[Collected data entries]
-----

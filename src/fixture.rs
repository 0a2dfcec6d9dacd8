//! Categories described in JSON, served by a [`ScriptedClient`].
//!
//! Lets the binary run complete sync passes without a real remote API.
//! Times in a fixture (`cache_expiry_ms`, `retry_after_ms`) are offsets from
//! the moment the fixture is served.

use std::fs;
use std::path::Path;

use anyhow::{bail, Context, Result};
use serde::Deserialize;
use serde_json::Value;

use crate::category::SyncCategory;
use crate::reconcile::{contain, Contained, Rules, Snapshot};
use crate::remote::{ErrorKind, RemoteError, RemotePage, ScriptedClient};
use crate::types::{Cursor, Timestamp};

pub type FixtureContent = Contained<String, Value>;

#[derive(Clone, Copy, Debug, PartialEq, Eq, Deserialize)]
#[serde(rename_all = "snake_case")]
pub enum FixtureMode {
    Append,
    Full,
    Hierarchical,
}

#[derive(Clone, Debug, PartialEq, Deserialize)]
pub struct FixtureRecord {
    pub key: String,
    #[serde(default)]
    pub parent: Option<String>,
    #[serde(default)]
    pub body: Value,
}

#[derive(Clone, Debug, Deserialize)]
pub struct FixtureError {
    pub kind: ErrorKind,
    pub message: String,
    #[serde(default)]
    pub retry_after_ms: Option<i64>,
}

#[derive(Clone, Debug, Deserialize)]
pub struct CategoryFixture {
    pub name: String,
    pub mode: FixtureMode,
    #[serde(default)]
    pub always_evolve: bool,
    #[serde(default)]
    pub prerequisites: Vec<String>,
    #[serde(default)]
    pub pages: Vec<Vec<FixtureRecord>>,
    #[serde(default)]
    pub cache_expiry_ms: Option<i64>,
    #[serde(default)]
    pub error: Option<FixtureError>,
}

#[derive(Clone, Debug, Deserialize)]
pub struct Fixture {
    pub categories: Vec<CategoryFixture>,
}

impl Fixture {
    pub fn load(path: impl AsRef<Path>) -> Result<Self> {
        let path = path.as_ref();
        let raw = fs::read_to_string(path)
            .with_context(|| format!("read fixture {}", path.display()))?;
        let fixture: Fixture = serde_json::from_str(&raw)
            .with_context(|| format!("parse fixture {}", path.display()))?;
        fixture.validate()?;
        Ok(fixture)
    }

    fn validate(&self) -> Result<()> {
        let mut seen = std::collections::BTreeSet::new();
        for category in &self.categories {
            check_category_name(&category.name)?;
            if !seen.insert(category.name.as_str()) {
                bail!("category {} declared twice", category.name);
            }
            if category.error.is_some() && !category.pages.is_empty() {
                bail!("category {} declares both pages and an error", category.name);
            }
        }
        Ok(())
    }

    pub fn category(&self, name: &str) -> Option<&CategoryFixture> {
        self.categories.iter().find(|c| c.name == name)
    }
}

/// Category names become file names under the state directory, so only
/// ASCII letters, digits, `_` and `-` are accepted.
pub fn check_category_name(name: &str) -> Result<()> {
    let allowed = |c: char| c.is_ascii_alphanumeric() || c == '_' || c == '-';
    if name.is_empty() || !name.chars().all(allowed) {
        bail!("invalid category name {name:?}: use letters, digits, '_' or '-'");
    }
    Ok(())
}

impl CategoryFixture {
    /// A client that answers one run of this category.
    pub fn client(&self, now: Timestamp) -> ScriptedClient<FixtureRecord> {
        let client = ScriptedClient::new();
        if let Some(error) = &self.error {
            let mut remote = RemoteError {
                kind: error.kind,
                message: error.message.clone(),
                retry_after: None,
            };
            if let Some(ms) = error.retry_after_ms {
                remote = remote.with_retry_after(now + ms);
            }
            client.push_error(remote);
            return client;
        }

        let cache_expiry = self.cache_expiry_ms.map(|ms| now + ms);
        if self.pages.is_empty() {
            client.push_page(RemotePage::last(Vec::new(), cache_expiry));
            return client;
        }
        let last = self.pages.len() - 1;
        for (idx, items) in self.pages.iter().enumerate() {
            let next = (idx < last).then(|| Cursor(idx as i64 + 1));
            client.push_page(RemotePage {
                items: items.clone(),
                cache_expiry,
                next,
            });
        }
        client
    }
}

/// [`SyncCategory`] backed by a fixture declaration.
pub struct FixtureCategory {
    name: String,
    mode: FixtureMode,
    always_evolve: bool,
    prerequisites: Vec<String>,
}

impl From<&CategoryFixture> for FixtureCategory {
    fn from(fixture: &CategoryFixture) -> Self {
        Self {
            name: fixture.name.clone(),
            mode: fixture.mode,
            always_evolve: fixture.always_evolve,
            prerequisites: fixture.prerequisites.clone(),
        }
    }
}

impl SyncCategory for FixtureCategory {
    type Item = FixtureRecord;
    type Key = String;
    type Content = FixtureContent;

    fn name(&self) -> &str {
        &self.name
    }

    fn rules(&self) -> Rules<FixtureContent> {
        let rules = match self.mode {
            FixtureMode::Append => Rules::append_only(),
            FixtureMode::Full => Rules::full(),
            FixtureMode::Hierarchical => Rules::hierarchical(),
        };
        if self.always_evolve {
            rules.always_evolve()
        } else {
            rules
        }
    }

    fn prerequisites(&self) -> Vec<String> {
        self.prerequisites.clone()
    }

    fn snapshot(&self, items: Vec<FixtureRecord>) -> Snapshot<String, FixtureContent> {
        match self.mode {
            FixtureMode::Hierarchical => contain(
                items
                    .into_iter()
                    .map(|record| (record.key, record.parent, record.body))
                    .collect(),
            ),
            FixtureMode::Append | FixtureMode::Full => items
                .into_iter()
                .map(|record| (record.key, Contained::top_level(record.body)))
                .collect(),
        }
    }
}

-----

To do – Copy out each line of the records above that includes "FixtureRecord".

Solution for this problem –
pub struct FixtureRecord {
    pub pages: Vec<Vec<FixtureRecord>>,
    pub fn client(&self, now: Timestamp) -> ScriptedClient<FixtureRecord> {
    type Item = FixtureRecord;
    fn snapshot(&self, items: Vec<FixtureRecord>) -> Snapshot<String, FixtureContent> {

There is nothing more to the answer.